Pulse smoked nuts and seeds in a food processor.

Smoked Paleo Hiking Bars and Balls     Smoked Paleo Hiking Bars and Balls

Place in a large mixing bowl. Pulse apricots, dates, dried cranberries and golden raisins until finely chopped.

Smoked Paleo Hiking Bars and Balls

Add to the chopped nuts. Add coconut and mix into the nut and fruit mixture. Pour butter mixture into bowl and mix thoroughly. 

For a "Fat Bomb", shape mixture into balls or press into a greased 9 X 9 pan. Freeze or refrigerate until ready to eat. These can also be baked at 325 degrees for 7 minutes for a firmer texture. 

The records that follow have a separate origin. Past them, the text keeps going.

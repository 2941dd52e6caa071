//! Reference-counted symbol interest
//!
//! Upstream subscribe is issued on a symbol's 0→1 transition and unsubscribe on
//! 1→0, optionally after a grace window. Re-subscribing inside the window cancels
//! the pending unsubscribe, so upstream never sees the gap. Upstream calls are made
//! while the symbol's entry is locked, keeping subscribe/unsubscribe for one symbol
//! in transition order.

use dashmap::DashMap;
use std::collections::HashSet;
use std::sync::atomic::{AtomicU64, Ordering};
use std::sync::{Arc, Weak};
use std::time::Duration;
use tracing::debug;

/// Downstream consumer handle
pub type ConsumerId = u64;

/// Receiver of upstream subscription changes. Implementations must not block.
pub trait UpstreamControl: Send + Sync {
    fn subscribe(&self, symbol: &str);
    fn unsubscribe(&self, symbol: &str);
}

#[derive(Debug, Default)]
struct SymbolEntry {
    consumers: HashSet<ConsumerId>,
    upstream_subscribed: bool,
    /// Generation of the scheduled unsubscribe, if one is pending
    pending_unsubscribe: Option<u64>,
}

impl SymbolEntry {
    fn is_idle(&self) -> bool {
        self.consumers.is_empty() && !self.upstream_subscribed && self.pending_unsubscribe.is_none()
    }
}

pub struct SubscriptionRegistry {
    entries: DashMap<String, SymbolEntry>,
    upstream: Arc<dyn UpstreamControl>,
    grace: Duration,
    generation: AtomicU64,
}

impl SubscriptionRegistry {
    pub fn new(upstream: Arc<dyn UpstreamControl>, grace: Duration) -> Self {
        Self {
            entries: DashMap::new(),
            upstream,
            grace,
            generation: AtomicU64::new(0),
        }
    }

    /// Register interest. Returns false if the consumer was already subscribed.
    pub fn add_subscriber(&self, symbol: &str, consumer: ConsumerId) -> bool {
        let mut entry = self.entries.entry(symbol.to_string()).or_default();
        let was_empty = entry.consumers.is_empty();
        if !entry.consumers.insert(consumer) {
            return false;
        }

        if was_empty {
            if entry.pending_unsubscribe.take().is_some() {
                debug!(symbol = %symbol, "Resubscribed within grace window, pending unsubscribe cancelled");
            } else if !entry.upstream_subscribed {
                entry.upstream_subscribed = true;
                self.upstream.subscribe(symbol);
            }
        }
        true
    }

    /// Drop interest. Returns false if the consumer was not subscribed.
    pub fn remove_subscriber(self: &Arc<Self>, symbol: &str, consumer: ConsumerId) -> bool {
        let Some(mut entry) = self.entries.get_mut(symbol) else {
            return false;
        };
        if !entry.consumers.remove(&consumer) {
            return false;
        }
        if !entry.consumers.is_empty() || !entry.upstream_subscribed {
            return true;
        }

        let handle = tokio::runtime::Handle::try_current();
        match handle {
            Ok(handle) if !self.grace.is_zero() => {
                let generation = self.generation.fetch_add(1, Ordering::Relaxed) + 1;
                entry.pending_unsubscribe = Some(generation);
                drop(entry);

                let registry: Weak<Self> = Arc::downgrade(self);
                let symbol = symbol.to_string();
                let grace = self.grace;
                handle.spawn(async move {
                    tokio::time::sleep(grace).await;
                    if let Some(registry) = registry.upgrade() {
                        registry.finish_unsubscribe(&symbol, generation);
                    }
                });
            }
            _ => {
                entry.upstream_subscribed = false;
                self.upstream.unsubscribe(symbol);
                drop(entry);
                self.entries.remove_if(symbol, |_, e| e.is_idle());
            }
        }
        true
    }

    fn finish_unsubscribe(&self, symbol: &str, generation: u64) {
        if let Some(mut entry) = self.entries.get_mut(symbol) {
            if entry.pending_unsubscribe != Some(generation) || !entry.consumers.is_empty() {
                return;
            }
            entry.pending_unsubscribe = None;
            entry.upstream_subscribed = false;
            self.upstream.unsubscribe(symbol);
        }
        self.entries.remove_if(symbol, |_, e| e.is_idle());
    }

    pub fn subscriber_count(&self, symbol: &str) -> usize {
        self.entries
            .get(symbol)
            .map(|e| e.consumers.len())
            .unwrap_or(0)
    }

    /// Symbols with at least one consumer
    pub fn active_symbols(&self) -> Vec<String> {
        let mut symbols: Vec<String> = self
            .entries
            .iter()
            .filter(|e| !e.consumers.is_empty())
            .map(|e| e.key().clone())
            .collect();
        symbols.sort();
        symbols
    }
}


#[cfg(test)]
mod tests {
    use super::test_support::RecordingUpstream;
    use super::*;

    fn registry(grace_ms: u64) -> (Arc<SubscriptionRegistry>, Arc<RecordingUpstream>) {
        let upstream = Arc::new(RecordingUpstream::default());
        let registry = Arc::new(SubscriptionRegistry::new(
            upstream.clone(),
            Duration::from_millis(grace_ms),
        ));
        (registry, upstream)
    }

    #[tokio::test]
    async fn test_subscribe_once_per_zero_to_one() {
        let (reg, upstream) = registry(0);

        assert!(reg.add_subscriber("AAPL", 1));
        assert!(reg.add_subscriber("AAPL", 2));
        assert!(!reg.add_subscriber("AAPL", 2));
        assert_eq!(reg.subscriber_count("AAPL"), 2);
        assert_eq!(upstream.count("subscribe", "AAPL"), 1);

        assert!(reg.remove_subscriber("AAPL", 1));
        assert_eq!(upstream.count("unsubscribe", "AAPL"), 0);
        assert!(reg.remove_subscriber("AAPL", 2));
        assert!(!reg.remove_subscriber("AAPL", 2));
        assert_eq!(upstream.count("unsubscribe", "AAPL"), 1);
        assert!(reg.active_symbols().is_empty());

        reg.add_subscriber("AAPL", 3);
        assert_eq!(
            upstream.calls(),
            vec![
                ("subscribe".to_string(), "AAPL".to_string()),
                ("unsubscribe".to_string(), "AAPL".to_string()),
                ("subscribe".to_string(), "AAPL".to_string()),
            ]
        );
    }

    #[tokio::test(start_paused = true)]
    async fn test_grace_window_debounces_unsubscribe() {
        let (reg, upstream) = registry(2_000);

        reg.add_subscriber("AAPL", 1);
        reg.remove_subscriber("AAPL", 1);
        tokio::time::sleep(Duration::from_millis(500)).await;

        // Rapid reconnect inside the window: no unsubscribe, no second subscribe
        reg.add_subscriber("AAPL", 2);
        tokio::time::sleep(Duration::from_secs(5)).await;
        assert_eq!(upstream.count("subscribe", "AAPL"), 1);
        assert_eq!(upstream.count("unsubscribe", "AAPL"), 0);

        reg.remove_subscriber("AAPL", 2);
        tokio::time::sleep(Duration::from_millis(1_999)).await;
        assert_eq!(upstream.count("unsubscribe", "AAPL"), 0);
        tokio::time::sleep(Duration::from_millis(2)).await;
        assert_eq!(upstream.count("unsubscribe", "AAPL"), 1);
        assert_eq!(reg.subscriber_count("AAPL"), 0);
    }

    #[tokio::test(start_paused = true)]
    async fn test_stale_grace_timer_ignored() {
        let (reg, upstream) = registry(1_000);

        reg.add_subscriber("MSFT", 1);
        reg.remove_subscriber("MSFT", 1); // timer A
        tokio::time::sleep(Duration::from_millis(600)).await;
        reg.add_subscriber("MSFT", 2);
        reg.remove_subscriber("MSFT", 2); // timer B supersedes A
        tokio::time::sleep(Duration::from_millis(500)).await;

        // Timer A fired but is stale
        assert_eq!(upstream.count("unsubscribe", "MSFT"), 0);
        tokio::time::sleep(Duration::from_millis(600)).await;
        assert_eq!(upstream.count("unsubscribe", "MSFT"), 1);
    }

    #[tokio::test]
    async fn test_concurrent_adds_subscribe_once() {
        let (reg, upstream) = registry(0);
        let mut handles = Vec::new();
        for id in 0..32u64 {
            let reg = reg.clone();
            handles.push(tokio::spawn(async move {
                reg.add_subscriber("TSLA", id);
            }));
        }
        for h in handles {
            h.await.unwrap();
        }
        assert_eq!(reg.subscriber_count("TSLA"), 32);
        assert_eq!(upstream.count("subscribe", "TSLA"), 1);
    }
}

Smoked Paleo Hiking Bars and Balls     Smoked Paleo Hiking Bars and Balls

If adding oatmeal (for some carbohydrate energy) to these bars and balls, pulse up to 2 cups of old-fashioned oats and mix into the nut and fruit mixture. Shape mixture into balls or logs or press into a greased 9 X 9 pan. These can also be baked at 325 degrees for 7-10 minutes for a firmer texture. Freeze for long term storage.